The gas giant has a gravitational pull almost three times that of Earth’s, with a mass that is two and a half times that of all the other planets in the Milky Way combined and the ability to conduct one complete rotation in 10 hours, according to NASA.
The fifth planet from the sun, Jupiter also features numerous moons and a hurricane twice as wide as Earth. Juno will spend the next 20 months scrutinizing the planet’s weather system and internal make-up, which is where 36-year-old Helled comes in.
Helled has been part of the Juno team for the past eight years, including the last five when Juno was en route from Earth.
“I am most eager to receive information on Jupiter’s gravitational field; this can then be used to constrain its density profile, and therefore describe its composition,” Helled said. “I want to know if Jupiter has a core, so we can better understand how giant planets form.”

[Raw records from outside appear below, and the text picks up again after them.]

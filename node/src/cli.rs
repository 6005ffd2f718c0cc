//! # CLI Interface
//!
//! Defines the command-line argument structure for `aegis-node` using
//! `clap` derive. Supports four subcommands: `init`, `run`, `events`,
//! and `version`.

use clap::{Parser, Subcommand};
use std::path::PathBuf;

/// AEGIS custody wallet host.
///
/// A single-process hosting runtime for the AEGIS quorum custody engine.
/// It authenticates callers by explicit address, serializes every
/// operation, performs value transfers over an in-memory account ledger,
/// and persists the whole wallet state as a JSON snapshot.
#[derive(Parser, Debug)]
#[command(
    name = "aegis-node",
    about = "AEGIS custody wallet host runtime",
    version,
    propagate_version = true
)]
pub struct AegisNodeCli {
    /// Subcommand to execute.
    #[command(subcommand)]
    pub command: Commands,
}

/// Top-level subcommands for the AEGIS node binary.
#[derive(Subcommand, Debug)]
pub enum Commands {
    /// Initialize a new wallet state file.
    Init(InitArgs),
    /// Apply a command script (JSON lines) against a wallet state file.
    Run(RunArgs),
    /// Print the event log of a wallet state file.
    Events(EventsArgs),
    /// Print version information and exit.
    Version,
}

/// Arguments for the `init` subcommand.
#[derive(Parser, Debug)]
pub struct InitArgs {
    /// Path of the state file to create.
    #[arg(long, short = 's', env = "AEGIS_STATE", default_value = "aegis-state.json")]
    pub state: PathBuf,

    /// Hex-encoded owner address (40 hex characters).
    #[arg(long)]
    pub owner: String,

    /// Hex-encoded signer address. Repeat the flag for each signer.
    #[arg(long = "signer", required = true)]
    pub signers: Vec<String>,

    /// Number of distinct signer approvals required to execute.
    #[arg(long)]
    pub quorum: usize,

    /// Hex-encoded recovery address.
    #[arg(long)]
    pub recovery: String,

    /// Initial treasury balance available for outbound value transfers.
    #[arg(long, default_value_t = 0)]
    pub treasury: u64,
}

/// Arguments for the `run` subcommand.
#[derive(Parser, Debug)]
pub struct RunArgs {
    /// Path of the state file to load and update.
    #[arg(long, short = 's', env = "AEGIS_STATE", default_value = "aegis-state.json")]
    pub state: PathBuf,

    /// JSON-lines command script. Reads stdin when omitted.
    #[arg(long, short = 'f')]
    pub script: Option<PathBuf>,

    /// Log output format: "pretty" or "json".
    #[arg(long, env = "AEGIS_LOG_FORMAT", default_value = "pretty")]
    pub log_format: String,
}

/// Arguments for the `events` subcommand.
#[derive(Parser, Debug)]
pub struct EventsArgs {
    /// Path of the state file to read.
    #[arg(long, short = 's', env = "AEGIS_STATE", default_value = "aegis-state.json")]
    pub state: PathBuf,
}

#[cfg(test)]
mod tests {
    use super::*;
    use clap::CommandFactory;

    #[test]
    fn verify_cli_structure() {
        // Ensures the derive macros produce a valid CLI definition.
        AegisNodeCli::command().debug_assert();
    }
}
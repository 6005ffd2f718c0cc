//! # Event Log
//!
//! Every state-changing operation appends exactly one entry to the
//! engine-owned, append-only [`EventLog`]. The log is an output the
//! surrounding system reads — not a callback or subscription mechanism —
//! so the engine's core logic stays free of listener lifecycle concerns.
//!
//! Entries are sequenced and timestamped at append time. Nothing is ever
//! removed: a cancelled transaction disappears from the ledger, but its
//! `Created`, `Approved`, and `Cancelled` entries remain as the audit trail.

use chrono::{DateTime, Utc};
use serde::{Deserialize, Serialize};
use std::fmt;

use crate::identity::Address;
use crate::txn::record::hex_bytes;
use crate::txn::TxId;

// ---------------------------------------------------------------------------
// WalletEvent
// ---------------------------------------------------------------------------

/// A structured description of one state change.
#[derive(Clone, Debug, PartialEq, Eq, Serialize, Deserialize)]
pub enum WalletEvent {
    /// A transaction record was created (or an existing slot reinitialized).
    Created {
        id: TxId,
        destination: Address,
        value: u64,
        #[serde(with = "hex_bytes")]
        payload: Vec<u8>,
    },
    /// A signer approved a transaction. Emitted on every approval call,
    /// including repeats by the same signer.
    Approved { id: TxId, approver: Address },
    /// A transaction reached quorum and its outbound call was dispatched.
    Executed { id: TxId },
    /// The owner cancelled a pending transaction.
    Cancelled { id: TxId },
    /// The owner added a signer to the roster.
    SignerAdded { signer: Address },
    /// The owner removed a signer from the roster.
    SignerRemoved { signer: Address },
    /// The recovery identity replaced the owner.
    OwnerRecovered { previous: Address, new_owner: Address },
}

impl fmt::Display for WalletEvent {
    fn fmt(&self, f: &mut fmt::Formatter<'_>) -> fmt::Result {
        match self {
            Self::Created { id, .. } => write!(f, "Created({id})"),
            Self::Approved { id, approver } => write!(f, "Approved({id}, {approver})"),
            Self::Executed { id } => write!(f, "Executed({id})"),
            Self::Cancelled { id } => write!(f, "Cancelled({id})"),
            Self::SignerAdded { signer } => write!(f, "SignerAdded({signer})"),
            Self::SignerRemoved { signer } => write!(f, "SignerRemoved({signer})"),
            Self::OwnerRecovered { previous, new_owner } => {
                write!(f, "OwnerRecovered({previous} -> {new_owner})")
            }
        }
    }
}

// ---------------------------------------------------------------------------
// EventRecord / EventLog
// ---------------------------------------------------------------------------

/// One log entry: the event plus its position and append time.
#[derive(Clone, Debug, PartialEq, Eq, Serialize, Deserialize)]
pub struct EventRecord {
    /// Zero-based position in the log. Strictly increasing, no gaps.
    pub seq: u64,
    /// When the entry was appended (UTC).
    pub at: DateTime<Utc>,
    /// The state change itself.
    pub event: WalletEvent,
}

/// Append-only event log.
#[derive(Clone, Debug, Default, Serialize, Deserialize)]
pub struct EventLog {
    entries: Vec<EventRecord>,
}

impl EventLog {
    /// Creates an empty log.
    pub fn new() -> Self {
        Self::default()
    }

    /// Appends an event, assigning it the next sequence number.
    pub fn append(&mut self, event: WalletEvent) -> &EventRecord {
        tracing::debug!(seq = self.entries.len() as u64, %event, "event appended");
        self.entries.push(EventRecord {
            seq: self.entries.len() as u64,
            at: Utc::now(),
            event,
        });
        self.entries.last().expect("just pushed")
    }

    /// All entries, oldest first.
    pub fn entries(&self) -> &[EventRecord] {
        &self.entries
    }

    /// Number of entries.
    pub fn len(&self) -> usize {
        self.entries.len()
    }

    /// Whether the log is empty.
    pub fn is_empty(&self) -> bool {
        self.entries.is_empty()
    }

    /// Iterates over the bare events, oldest first. Convenient for tests
    /// and hosts that don't care about sequence numbers.
    pub fn events(&self) -> impl Iterator<Item = &WalletEvent> {
        self.entries.iter().map(|r| &r.event)
    }
}

#[cfg(test)]
mod tests {
    use super::*;
    use crate::config::ADDRESS_LENGTH;

    fn addr(byte: u8) -> Address {
        Address::from_bytes([byte; ADDRESS_LENGTH])
    }

    #[test]
    fn append_assigns_increasing_seq() {
        let mut log = EventLog::new();
        log.append(WalletEvent::SignerAdded { signer: addr(2) });
        log.append(WalletEvent::SignerRemoved { signer: addr(2) });

        assert_eq!(log.len(), 2);
        assert_eq!(log.entries()[0].seq, 0);
        assert_eq!(log.entries()[1].seq, 1);
    }

    #[test]
    fn display_is_compact() {
        let e = WalletEvent::SignerAdded { signer: addr(2) };
        let s = e.to_string();
        assert!(s.starts_with("SignerAdded("));
    }

    #[test]
    fn log_serialization_roundtrip() {
        let mut log = EventLog::new();
        let id = TxId::derive(&addr(9), 7, b"x");
        log.append(WalletEvent::Created {
            id,
            destination: addr(9),
            value: 7,
            payload: b"x".to_vec(),
        });
        log.append(WalletEvent::Executed { id });

        let json = serde_json::to_string(&log).unwrap();
        let restored: EventLog = serde_json::from_str(&json).unwrap();
        assert_eq!(restored.entries(), log.entries());
    }
}
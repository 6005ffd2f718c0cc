//! # Signer Roster
//!
//! The authorization table of the engine: one owner, an ordered sequence of
//! unique signers, the quorum threshold, and the fixed recovery identity.
//!
//! ## Invariants
//!
//! - The signer sequence never contains duplicates.
//! - `1 <= required_signatures <= signers.len()` at all times; every
//!   mutation of the signer set re-checks this before writing.
//! - `recovery_address` is immutable after construction — there is no
//!   setter, deliberately.
//! - The owner is replaced only through the wallet's recovery channel;
//!   the setter is `pub(crate)` so no outside caller can reach it.

use serde::{Deserialize, Serialize};
use thiserror::Error;

use super::address::Address;

// ---------------------------------------------------------------------------
// Errors
// ---------------------------------------------------------------------------

/// Errors that can occur during roster operations.
#[derive(Debug, Error, PartialEq, Eq)]
pub enum RosterError {
    /// The caller does not hold the role this operation requires.
    #[error("unauthorized: caller {caller} is not the owner")]
    Unauthorized {
        /// The address that attempted the operation.
        caller: Address,
    },

    /// The address is already in the signer set.
    #[error("address {0} is already a signer")]
    DuplicateSigner(Address),

    /// The address is not in the signer set.
    #[error("address {0} is not a signer")]
    UnknownSigner(Address),

    /// Removing the signer would drop the set below the quorum threshold.
    #[error("cannot remove signer: {remaining} signers would remain, quorum requires {required}")]
    QuorumViolation {
        /// Signer count after the attempted removal.
        remaining: usize,
        /// The configured quorum.
        required: usize,
    },

    /// The initial signer list was empty.
    #[error("signer set must not be empty")]
    EmptySignerSet,

    /// The quorum is zero or exceeds the signer count.
    #[error("quorum {required} out of range for {signers} signers")]
    QuorumOutOfRange {
        /// The requested quorum.
        required: usize,
        /// The size of the signer set.
        signers: usize,
    },
}

// ---------------------------------------------------------------------------
// SignerRoster
// ---------------------------------------------------------------------------

/// Owner, signers, quorum, and recovery identity.
///
/// The roster answers two questions for the rest of the engine: *is this
/// caller allowed to do that*, and *how many distinct approvals does a
/// transaction need*. It owns no transaction state.
#[derive(Clone, Debug, Serialize, Deserialize)]
pub struct SignerRoster {
    /// The identity entitled to manage the signer set and cancel
    /// transactions. Mutable only via the recovery channel.
    owner: Address,

    /// Ordered, duplicate-free signer sequence. Order is observable through
    /// [`signer_at`](Self::signer_at) and survives removals.
    signers: Vec<Address>,

    /// Minimum number of distinct signer approvals required to execute
    /// a transaction.
    required_signatures: usize,

    /// The identity entitled to replace the owner unilaterally.
    /// Immutable after construction.
    recovery_address: Address,
}

impl SignerRoster {
    /// Builds a roster from its initial configuration.
    ///
    /// # Errors
    ///
    /// Returns [`RosterError::EmptySignerSet`] if `signers` is empty,
    /// [`RosterError::DuplicateSigner`] if the list repeats an address, and
    /// [`RosterError::QuorumOutOfRange`] unless
    /// `1 <= required_signatures <= signers.len()`.
    pub fn new(
        owner: Address,
        signers: Vec<Address>,
        required_signatures: usize,
        recovery_address: Address,
    ) -> Result<Self, RosterError> {
        if signers.is_empty() {
            return Err(RosterError::EmptySignerSet);
        }

        for (i, signer) in signers.iter().enumerate() {
            if signers[..i].contains(signer) {
                return Err(RosterError::DuplicateSigner(*signer));
            }
        }

        if required_signatures == 0 || required_signatures > signers.len() {
            return Err(RosterError::QuorumOutOfRange {
                required: required_signatures,
                signers: signers.len(),
            });
        }

        Ok(Self {
            owner,
            signers,
            required_signatures,
            recovery_address,
        })
    }

    /// Returns the current owner.
    pub fn owner(&self) -> Address {
        self.owner
    }

    /// Returns the recovery identity.
    pub fn recovery_address(&self) -> Address {
        self.recovery_address
    }

    /// Returns the quorum threshold.
    pub fn required_signatures(&self) -> usize {
        self.required_signatures
    }

    /// Returns the number of signers.
    pub fn signer_count(&self) -> usize {
        self.signers.len()
    }

    /// Returns the signer at `index` in insertion order, if any.
    pub fn signer_at(&self, index: usize) -> Option<Address> {
        self.signers.get(index).copied()
    }

    /// Returns the full signer sequence in insertion order.
    pub fn signers(&self) -> &[Address] {
        &self.signers
    }

    /// Membership test. Pure — no side effects.
    pub fn is_signer(&self, identity: &Address) -> bool {
        self.signers.contains(identity)
    }

    /// Appends a new signer.
    ///
    /// # Errors
    ///
    /// Returns [`RosterError::Unauthorized`] unless `caller` is the owner,
    /// and [`RosterError::DuplicateSigner`] if `identity` is already listed.
    pub fn add_signer(&mut self, caller: Address, identity: Address) -> Result<(), RosterError> {
        self.require_owner(caller)?;

        if self.signers.contains(&identity) {
            return Err(RosterError::DuplicateSigner(identity));
        }

        self.signers.push(identity);
        tracing::info!(signer = %identity, count = self.signers.len(), "signer added");
        Ok(())
    }

    /// Removes a signer, preserving the relative order of the rest.
    ///
    /// # Errors
    ///
    /// Returns [`RosterError::Unauthorized`] unless `caller` is the owner,
    /// [`RosterError::UnknownSigner`] if `identity` is not listed, and
    /// [`RosterError::QuorumViolation`] if the removal would leave fewer
    /// signers than the quorum requires.
    pub fn remove_signer(&mut self, caller: Address, identity: Address) -> Result<(), RosterError> {
        self.require_owner(caller)?;

        let position = self
            .signers
            .iter()
            .position(|s| *s == identity)
            .ok_or(RosterError::UnknownSigner(identity))?;

        let remaining = self.signers.len() - 1;
        if remaining < self.required_signatures {
            return Err(RosterError::QuorumViolation {
                remaining,
                required: self.required_signatures,
            });
        }

        self.signers.remove(position);
        tracing::info!(signer = %identity, count = self.signers.len(), "signer removed");
        Ok(())
    }

    /// Replaces the owner. Reachable only from the wallet's recovery
    /// channel — the authorization check lives there.
    ///
    /// Returns the previous owner.
    pub(crate) fn replace_owner(&mut self, new_owner: Address) -> Address {
        std::mem::replace(&mut self.owner, new_owner)
    }

    fn require_owner(&self, caller: Address) -> Result<(), RosterError> {
        if caller != self.owner {
            return Err(RosterError::Unauthorized { caller });
        }
        Ok(())
    }
}
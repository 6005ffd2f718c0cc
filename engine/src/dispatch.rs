//! # Dispatch Seam
//!
//! The one place the engine touches the outside world. When a transaction
//! reaches quorum, the engine hands `(destination, value, payload)` to a
//! [`Dispatcher`] supplied by the host and moves on.
//!
//! The outcome is observable but deliberately not acted upon: the
//! transaction is marked executed *before* the dispatch and stays executed
//! whether the call is delivered or not. Fire-and-forget is the contract
//! the engine inherits; hosts that need delivery guarantees build them on
//! top of the event log.

use serde::{Deserialize, Serialize};

use crate::identity::Address;

/// Result of an outbound call, as reported by the host.
#[derive(Clone, Copy, Debug, PartialEq, Eq, Serialize, Deserialize)]
pub enum DispatchOutcome {
    /// The host performed the call (and any value transfer) successfully.
    Delivered,
    /// The call could not be performed. The engine logs this and nothing
    /// else — the transaction remains executed.
    Failed,
}

/// The outbound call primitive the hosting runtime provides.
///
/// `&mut self` because real dispatchers mutate — an account ledger debits
/// balances, a network host consumes a connection.
pub trait Dispatcher {
    /// Performs the outbound call to `destination` carrying `value` and
    /// `payload`.
    fn dispatch(&mut self, destination: &Address, value: u64, payload: &[u8]) -> DispatchOutcome;
}

// ---------------------------------------------------------------------------
// Stock implementations
// ---------------------------------------------------------------------------

/// A dispatcher that accepts everything and does nothing. For dry-run
/// hosts and tests where only the state machine matters.
#[derive(Clone, Copy, Debug, Default)]
pub struct NullDispatcher;

impl Dispatcher for NullDispatcher {
    fn dispatch(&mut self, _destination: &Address, _value: u64, _payload: &[u8]) -> DispatchOutcome {
        DispatchOutcome::Delivered
    }
}

/// One recorded outbound call.
#[derive(Clone, Debug, PartialEq, Eq)]
pub struct DispatchCall {
    pub destination: Address,
    pub value: u64,
    pub payload: Vec<u8>,
}

/// A test double that records every call and reports a fixed outcome.
#[derive(Clone, Debug)]
pub struct RecordingDispatcher {
    /// Calls in dispatch order.
    pub calls: Vec<DispatchCall>,
    /// The outcome reported for every call.
    pub outcome: DispatchOutcome,
}

impl RecordingDispatcher {
    /// A recorder that reports `Delivered` for every call.
    pub fn new() -> Self {
        Self {
            calls: Vec::new(),
            outcome: DispatchOutcome::Delivered,
        }
    }

    /// A recorder that reports `Failed` for every call.
    pub fn failing() -> Self {
        Self {
            calls: Vec::new(),
            outcome: DispatchOutcome::Failed,
        }
    }
}

impl Default for RecordingDispatcher {
    fn default() -> Self {
        Self::new()
    }
}

impl Dispatcher for RecordingDispatcher {
    fn dispatch(&mut self, destination: &Address, value: u64, payload: &[u8]) -> DispatchOutcome {
        self.calls.push(DispatchCall {
            destination: *destination,
            value,
            payload: payload.to_vec(),
        });
        self.outcome
    }
}

#[cfg(test)]
mod tests {
    use super::*;
    use crate::config::ADDRESS_LENGTH;

    #[test]
    fn recording_dispatcher_captures_calls() {
        let dest = Address::from_bytes([7u8; ADDRESS_LENGTH]);
        let mut d = RecordingDispatcher::new();

        assert_eq!(d.dispatch(&dest, 42, b"abc"), DispatchOutcome::Delivered);
        assert_eq!(d.calls.len(), 1);
        assert_eq!(d.calls[0].destination, dest);
        assert_eq!(d.calls[0].value, 42);
        assert_eq!(d.calls[0].payload, b"abc");
    }

    #[test]
    fn failing_dispatcher_reports_failed() {
        let dest = Address::from_bytes([7u8; ADDRESS_LENGTH]);
        let mut d = RecordingDispatcher::failing();
        assert_eq!(d.dispatch(&dest, 1, b""), DispatchOutcome::Failed);
        assert_eq!(d.calls.len(), 1);
    }
}
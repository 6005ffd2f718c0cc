//! # Transaction Module
//!
//! The vocabulary of pending work: deterministic transaction ids and the
//! per-transaction record the approval engine mutates.
//!
//! ```text
//! id.rs      — TxId: content-addressed identifier over (destination, value, payload)
//! record.rs  — TxRecord: the action, its approvals, and the terminal executed flag
//! ```
//!
//! Ids carry no creation-time entropy on purpose: the same requested action
//! always maps to the same id, so callers can compute an id before the
//! transaction exists and coordinate approvals out of band.

pub mod id;
pub mod record;

pub use id::TxId;
pub use record::TxRecord;
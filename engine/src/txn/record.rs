//! # Transaction Records
//!
//! A [`TxRecord`] is one pending (or executed) action: the immutable
//! `(destination, value, payload)` triple set at creation, the set of
//! signers that have approved it, and the terminal `executed` flag.
//!
//! The record itself knows nothing about quorums or rosters — it only
//! stores facts. The wallet decides when those facts add up to execution.

use chrono::{DateTime, Utc};
use serde::{Deserialize, Serialize};
use std::collections::BTreeSet;

use crate::identity::Address;

/// Serde helper for byte payloads: hex strings in JSON instead of arrays
/// of numbers. `{"payload": "deadbeef"}` reads better in a state snapshot
/// than fifty comma-separated integers.
pub mod hex_bytes {
    use serde::{Deserialize, Deserializer, Serializer};

    pub fn serialize<S: Serializer>(bytes: &[u8], serializer: S) -> Result<S::Ok, S::Error> {
        serializer.serialize_str(&hex::encode(bytes))
    }

    pub fn deserialize<'de, D: Deserializer<'de>>(deserializer: D) -> Result<Vec<u8>, D::Error> {
        let s = String::deserialize(deserializer)?;
        hex::decode(&s).map_err(serde::de::Error::custom)
    }
}

/// One transaction: the requested action plus its approval state.
///
/// `destination`, `value`, and `payload` are set once at creation and never
/// mutated. `approvals` only grows. `executed` flips false → true at most
/// once and stays true.
#[derive(Clone, Debug, PartialEq, Eq, Serialize, Deserialize)]
pub struct TxRecord {
    /// Where the outbound call goes.
    pub destination: Address,

    /// Value carried by the call, in the host's smallest unit.
    pub value: u64,

    /// Opaque call payload, forwarded verbatim to the dispatcher.
    #[serde(with = "hex_bytes")]
    pub payload: Vec<u8>,

    /// Signers that have approved this transaction. A `BTreeSet` so the
    /// serialized form is deterministic regardless of approval order.
    pub approvals: BTreeSet<Address>,

    /// Terminal execution flag.
    pub executed: bool,

    /// When this record was (re)created.
    pub created_at: DateTime<Utc>,
}

impl TxRecord {
    /// Creates a fresh record: no approvals, not executed.
    pub fn new(destination: Address, value: u64, payload: Vec<u8>) -> Self {
        Self {
            destination,
            value,
            payload,
            approvals: BTreeSet::new(),
            executed: false,
            created_at: Utc::now(),
        }
    }

    /// Records an approval. Returns `true` if this signer had not approved
    /// before, `false` on a repeat — the approval set never shrinks either
    /// way.
    pub fn approve(&mut self, signer: Address) -> bool {
        self.approvals.insert(signer)
    }

    /// Whether the given identity has approved this transaction.
    pub fn has_approved(&self, identity: &Address) -> bool {
        self.approvals.contains(identity)
    }

    /// Marks the record executed. The caller is responsible for checking
    /// the flag first; this method only flips it.
    pub fn mark_executed(&mut self) {
        self.executed = true;
    }
}
//! # Identity Module
//!
//! Who is allowed to do what. Every participant the engine cares about is
//! identified by an opaque 20-byte [`Address`] assigned by the hosting
//! runtime — the engine never verifies keys or signatures, it only compares
//! identities the host has already authenticated.
//!
//! The identity stack has two layers:
//!
//! 1. **Address** — the raw identity. Hex-encoded, ordered, hashable.
//! 2. **SignerRoster** — the authorization table: one owner, an ordered set
//!    of unique signers, the quorum threshold, and the fixed recovery
//!    identity. Every mutation re-validates the quorum invariant.

pub mod address;
pub mod roster;

pub use address::Address;
pub use roster::{RosterError, SignerRoster};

The second Israeli on the mission, 42-year-old Caspi conducts his planetary research at the Weizmann Institute of Science in Rehovot, Israel, and is leading a research team to analyze how Jupiter’s gas content moves around the planet.
“By understanding how these atmospheric flows on Jupiter work, we will be able to better understand how they work here on Earth, and on other gas giants in the solar system,” Caspi told Ynet.
He added, “Being a part of this enormous project from its inception has been the realization of a dream for me,” reminiscing about the Voyager’s journey past Jupiter and Saturn 35 years ago.
Caspi’s excitement for outer space hasn’t dissipated. “It still fascinates me,” he said, and stated that, “Israel’s contribution to this project was immense. … There was support from the Israel Space Agency, as well as another European agency which deals with Pluto.”
Caspi added, “We also got help from the Jerusalem-based AccuBeat,” which designs and produces Rubidium Frequency Standard, GPS-Rubidium Clocks and Time and Frequency control products.
“It’s really fun and exciting! It’s great to see that the public is interested and that adds a new dimension to this research,” Helled said. “I really hope that this type of representation [in the field] will continue. … Israel definitely needs to be a part of world scientific efforts.”